(Saved entries)
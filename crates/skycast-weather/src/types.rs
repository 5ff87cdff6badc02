use chrono::{DateTime, NaiveDate, NaiveDateTime, Utc};
use serde::{Deserialize, Serialize};

use crate::codes;

/// Hourly entries kept when the caller does not ask for a specific horizon
pub const DEFAULT_HOURLY_HORIZON: usize = 24;
/// Maximum number of daily entries kept from the provider's series
pub const DAILY_LIMIT: usize = 7;
/// Code substituted when the provider omits a weather code series
pub const DEFAULT_WEATHER_CODE: i32 = 0;

/// Timestamp layout used by the forecast provider in `timezone=auto` mode
const HOURLY_TIME_FORMAT: &str = "%Y-%m-%dT%H:%M";

/// Geographic location resolved from a free-text city query
#[derive(Debug, Clone, PartialEq, Serialize, Deserialize)]
pub struct Location {
    /// The trimmed query that produced this location
    pub query: String,
    pub latitude: f64,
    pub longitude: f64,
    /// Canonical place name reported by the geocoder
    pub resolved_name: String,
    /// Country name; empty when the geocoder did not report one
    pub country: String,
    /// First-level administrative area (state, province)
    pub admin1: Option<String>,
    pub timezone: Option<String>,
}

impl Location {
    /// True when both coordinates are finite and inside the WGS84 ranges.
    pub fn has_valid_coordinates(&self) -> bool {
        valid_coordinates(self.latitude, self.longitude)
    }

    /// "Name, Country", or just the name when no country is known.
    pub fn display_name(&self) -> String {
        if self.country.is_empty() {
            self.resolved_name.clone()
        } else {
            format!("{}, {}", self.resolved_name, self.country)
        }
    }
}

pub(crate) fn valid_coordinates(latitude: f64, longitude: f64) -> bool {
    latitude.is_finite()
        && longitude.is_finite()
        && latitude.abs() <= 90.0
        && longitude.abs() <= 180.0
}

/// Current weather conditions
#[derive(Debug, Clone, PartialEq, Serialize, Deserialize)]
pub struct CurrentConditions {
    pub temperature_celsius: f64,
    pub weather_code: i32,
    pub wind_speed_kmh: Option<f64>,
    pub wind_direction_deg: Option<f64>,
    /// When the conditions were fetched
    pub observed_at: DateTime<Utc>,
}

impl CurrentConditions {
    /// Human-readable label for the current weather code
    pub fn description(&self) -> &'static str {
        codes::describe(self.weather_code)
    }
}

/// Hourly forecast entry
#[derive(Debug, Clone, PartialEq, Serialize, Deserialize)]
pub struct HourlyPoint {
    /// Provider-local ISO-8601 timestamp, e.g. `2026-10-18T14:00`
    pub timestamp: String,
    pub temperature_celsius: f64,
    pub weather_code: i32,
    /// Relative humidity in percent, when requested
    pub relative_humidity: Option<f64>,
    /// Wind speed at 10 m in km/h, when requested
    pub wind_speed_kmh: Option<f64>,
}

impl HourlyPoint {
    /// Parse the provider timestamp. Returns `None` for unexpected layouts.
    pub fn local_time(&self) -> Option<NaiveDateTime> {
        NaiveDateTime::parse_from_str(&self.timestamp, HOURLY_TIME_FORMAT).ok()
    }

    pub fn description(&self) -> &'static str {
        codes::describe(self.weather_code)
    }
}

/// Daily forecast entry
#[derive(Debug, Clone, PartialEq, Serialize, Deserialize)]
pub struct DailyPoint {
    pub date: NaiveDate,
    pub max_temp_celsius: f64,
    pub min_temp_celsius: f64,
    pub weather_code: i32,
}

impl DailyPoint {
    pub fn description(&self) -> &'static str {
        codes::describe(self.weather_code)
    }
}

/// Normalized result of one forecast fetch
#[derive(Debug, Clone, PartialEq, Serialize, Deserialize)]
pub struct ForecastBundle {
    pub current: CurrentConditions,
    /// Chronological, truncated to the requested horizon
    pub hourly: Vec<HourlyPoint>,
    /// Chronological, at most [`DAILY_LIMIT`] entries; empty unless requested
    pub daily: Vec<DailyPoint>,
}

/// What a forecast fetch should request and keep
#[derive(Debug, Clone, Copy, PartialEq, Eq, Serialize, Deserialize)]
pub struct FetchOptions {
    pub include_daily: bool,
    pub hourly_horizon: usize,
    pub include_wind_and_humidity: bool,
}

impl Default for FetchOptions {
    fn default() -> Self {
        Self {
            include_daily: true,
            hourly_horizon: DEFAULT_HOURLY_HORIZON,
            include_wind_and_humidity: false,
        }
    }
}

impl FetchOptions {
    pub fn with_daily(mut self, include: bool) -> Self {
        self.include_daily = include;
        self
    }

    pub fn with_hourly_horizon(mut self, horizon: usize) -> Self {
        self.hourly_horizon = horizon;
        self
    }

    pub fn with_wind_and_humidity(mut self, include: bool) -> Self {
        self.include_wind_and_humidity = include;
        self
    }
}

/// Network-level failures talking to a provider
#[derive(Debug, thiserror::Error)]
pub enum TransportError {
    #[error("request timed out")]
    Timeout,
    #[error("connection failed: {0}")]
    Connect(String),
    #[error("server returned status {status}")]
    Status { status: u16 },
    #[error("{0}")]
    Other(String),
}

impl From<reqwest::Error> for TransportError {
    fn from(e: reqwest::Error) -> Self {
        if e.is_timeout() {
            TransportError::Timeout
        } else if e.is_connect() {
            TransportError::Connect(e.to_string())
        } else if let Some(status) = e.status() {
            TransportError::Status {
                status: status.as_u16(),
            }
        } else {
            TransportError::Other(e.to_string())
        }
    }
}

/// Weather pipeline errors
#[derive(Debug, thiserror::Error)]
pub enum WeatherError {
    /// The query was empty after trimming; no lookup was performed
    #[error("No city name given")]
    EmptyQuery,
    /// The geocoder returned zero matches
    #[error("Location not found: {0}")]
    NotFound(String),
    #[error("Network error: {0}")]
    Transport(#[from] TransportError),
    /// A 2xx payload was missing expected keys or could not be parsed
    #[error("Malformed response: {0}")]
    MalformedResponse(String),
    #[error("Invalid coordinates: ({latitude}, {longitude})")]
    InvalidCoordinates { latitude: f64, longitude: f64 },
}

impl From<reqwest::Error> for WeatherError {
    fn from(e: reqwest::Error) -> Self {
        WeatherError::Transport(e.into())
    }
}

impl WeatherError {
    /// Returns a message suitable for showing to the user.
    pub fn user_message(&self) -> &'static str {
        match self {
            WeatherError::EmptyQuery => "Please enter a city name.",
            WeatherError::NotFound(_) => "City not found! Please check the name and try again.",
            WeatherError::Transport(_)
            | WeatherError::MalformedResponse(_)
            | WeatherError::InvalidCoordinates { .. } => {
                "Unable to fetch weather data right now. Please try again."
            }
        }
    }

    /// True for failures of the fetch itself rather than of the user's input.
    pub fn is_fetch_failure(&self) -> bool {
        matches!(
            self,
            WeatherError::Transport(_)
                | WeatherError::MalformedResponse(_)
                | WeatherError::InvalidCoordinates { .. }
        )
    }
}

EXERCISE GOAL.
All lines above containing the string "Returns" are to be collected.

YOUR RESPONSE.
    /// Parse the provider timestamp. Returns `None` for unexpected layouts.
    /// Returns a message suitable for showing to the user.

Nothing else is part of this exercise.